[WHAT TO DO]
Only the records, repeated exactly, should make up the response.

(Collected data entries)
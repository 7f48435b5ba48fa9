//! Driver interfaces.
//!
//! These traits are the seam to the poll-mode driver library. The device
//! layer never talks to hardware directly: it initializes the environment
//! and enumerates controllers through [`NvmeDriver`], allocates queue pairs
//! through [`NvmeControllerOps`], and issues/reaps commands through
//! [`NvmeQpairOps`].
//!
//! None of the driver calls block on I/O. A queue pair is not internally
//! synchronized; the `&mut self` receivers of [`NvmeQpairOps`] make the
//! single-thread-at-a-time rule a compile-time property.

use tracing::debug;

use crate::affinity;
use crate::config::EnvOpts;
use crate::context::IoContext;
use crate::error::Result;

use super::controller::NvmeController;
use super::namespace::NvmeNamespace;
use super::opts::NvmeQpairOpts;
use super::status::NvmeCompletion;
use super::transport::TransportId;

/// Environment setup and controller enumeration.
pub trait NvmeDriver: Send + Sync {
    /// Initialize the driver environment (memory, device access).
    ///
    /// Returns the driver's return code on failure (negative errno).
    fn init_env(&self, opts: &EnvOpts) -> std::result::Result<(), i32>;

    /// Release the calling thread from any cores the driver reserved
    /// during [`init_env`](Self::init_env).
    fn unaffinitize_thread(&self) {
        if let Err(e) = affinity::unpin_current() {
            debug!(error = %e, "could not unaffinitize thread");
        }
    }

    /// Enumerate controllers.
    ///
    /// `probe_cb` decides whether a discovered controller gets attached;
    /// every attached controller is handed to `attach_cb`.
    fn probe(
        &self,
        probe_cb: &mut dyn FnMut(&TransportId) -> bool,
        attach_cb: &mut dyn FnMut(NvmeController),
    ) -> std::result::Result<(), i32>;
}

/// Operations on an attached controller.
pub trait NvmeControllerOps: Send + Sync {
    /// Transport identifier of the controller.
    fn trid(&self) -> &TransportId;

    /// Number of namespace slots (some may be inactive).
    fn num_namespaces(&self) -> u32;

    /// Namespace in slot `ns_id` (1-indexed), active or not.
    fn namespace(&self, ns_id: u32) -> Option<NvmeNamespace>;

    /// Allocate an I/O queue pair.
    fn alloc_io_qpair(&self, opts: &NvmeQpairOpts) -> Result<Box<dyn NvmeQpairOps>>;

    /// Detach the controller. Called once, when the last handle is dropped.
    fn detach(&self);
}

/// A command the queue pair refused to accept.
///
/// The context is handed back so the caller decides whether its callback
/// fires.
#[derive(Debug)]
pub struct Rejected {
    pub io: Box<IoContext>,
    /// Driver return code (negative errno)
    pub rc: i32,
}

/// Command submission and completion on one I/O queue pair.
pub trait NvmeQpairOps: Send {
    /// Queue identifier.
    fn id(&self) -> u16;

    /// Issue the read or write described by `io`.
    ///
    /// The queue pair owns the context until it reports the completion.
    fn submit(&mut self, io: Box<IoContext>) -> std::result::Result<(), Rejected>;

    /// Reap up to `max_completions` completions (0 = unlimited), handing
    /// each context back through `on_complete`.
    ///
    /// Returns the number of completions processed, or a negative errno if
    /// the queue pair failed.
    fn process_completions(
        &mut self,
        max_completions: u32,
        on_complete: &mut dyn FnMut(Box<IoContext>, NvmeCompletion),
    ) -> std::result::Result<u32, i32>;

    /// Commands submitted but not yet completed.
    fn outstanding(&self) -> usize;
}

[FINISHED EXERCISE]
repository 7f48435b5ba48fa9
//! Driver interfaces.
//!
//! These traits are the seam to the poll-mode driver library. The device
//! layer never talks to hardware directly: it initializes the environment
//! and enumerates controllers through [`NvmeDriver`], allocates queue pairs
//! through [`NvmeControllerOps`], and issues/reaps commands through
//! [`NvmeQpairOps`].
//!
//! None of the driver calls block on I/O. A queue pair is not internally
//! synchronized; the `&mut self` receivers of [`NvmeQpairOps`] make the
//! single-thread-at-a-time rule a compile-time property.

use tracing::debug;

use crate::affinity;
use crate::config::EnvOpts;
use crate::context::IoContext;
use crate::error::Result;

use super::controller::NvmeController;
use super::namespace::NvmeNamespace;
use super::opts::NvmeQpairOpts;
use super::status::NvmeCompletion;
use super::transport::TransportId;

/// Environment setup and controller enumeration.
pub trait NvmeDriver: Send + Sync {
    /// Initialize the driver environment (memory, device access).
    ///
    /// Returns the driver's return code on failure (negative errno).
    fn init_env(&self, opts: &EnvOpts) -> std::result::Result<(), i32>;

    /// Release the calling thread from any cores the driver reserved
    /// during [`init_env`](Self::init_env).
    fn unaffinitize_thread(&self) {
        if let Err(e) = affinity::unpin_current() {
            debug!(error = %e, "could not unaffinitize thread");
        }
    }

    /// Enumerate controllers.
    ///
    /// `probe_cb` decides whether a discovered controller gets attached;
    /// every attached controller is handed to `attach_cb`.
    fn probe(
        &self,
        probe_cb: &mut dyn FnMut(&TransportId) -> bool,
        attach_cb: &mut dyn FnMut(NvmeController),
    ) -> std::result::Result<(), i32>;
}

/// Operations on an attached controller.
pub trait NvmeControllerOps: Send + Sync {
    /// Transport identifier of the controller.
    fn trid(&self) -> &TransportId;

    /// Number of namespace slots (some may be inactive).
    fn num_namespaces(&self) -> u32;

    /// Namespace in slot `ns_id` (1-indexed), active or not.
    fn namespace(&self, ns_id: u32) -> Option<NvmeNamespace>;

    /// Allocate an I/O queue pair.
    fn alloc_io_qpair(&self, opts: &NvmeQpairOpts) -> Result<Box<dyn NvmeQpairOps>>;

    /// Detach the controller. Called once, when the last handle is dropped.
    fn detach(&self);
}

/// A command the queue pair refused to accept.
///
/// The context is handed back so the caller decides whether its callback
/// fires.
#[derive(Debug)]
pub struct Rejected {
    pub io: Box<IoContext>,
    /// Driver return code (negative errno)
    pub rc: i32,
}

/// Command submission and completion on one I/O queue pair.
pub trait NvmeQpairOps: Send {
    /// Queue identifier.
    fn id(&self) -> u16;

    /// Issue the read or write described by `io`.
    ///
    /// The queue pair owns the context until it reports the completion.
    fn submit(&mut self, io: Box<IoContext>) -> std::result::Result<(), Rejected>;

    /// Reap up to `max_completions` completions (0 = unlimited), handing
    /// each context back through `on_complete`.
    ///
    /// Returns the number of completions processed, or a negative errno if
    /// the queue pair failed.
    fn process_completions(
        &mut self,
        max_completions: u32,
        on_complete: &mut dyn FnMut(Box<IoContext>, NvmeCompletion),
    ) -> std::result::Result<u32, i32>;

    /// Commands submitted but not yet completed.
    fn outstanding(&self) -> usize;
}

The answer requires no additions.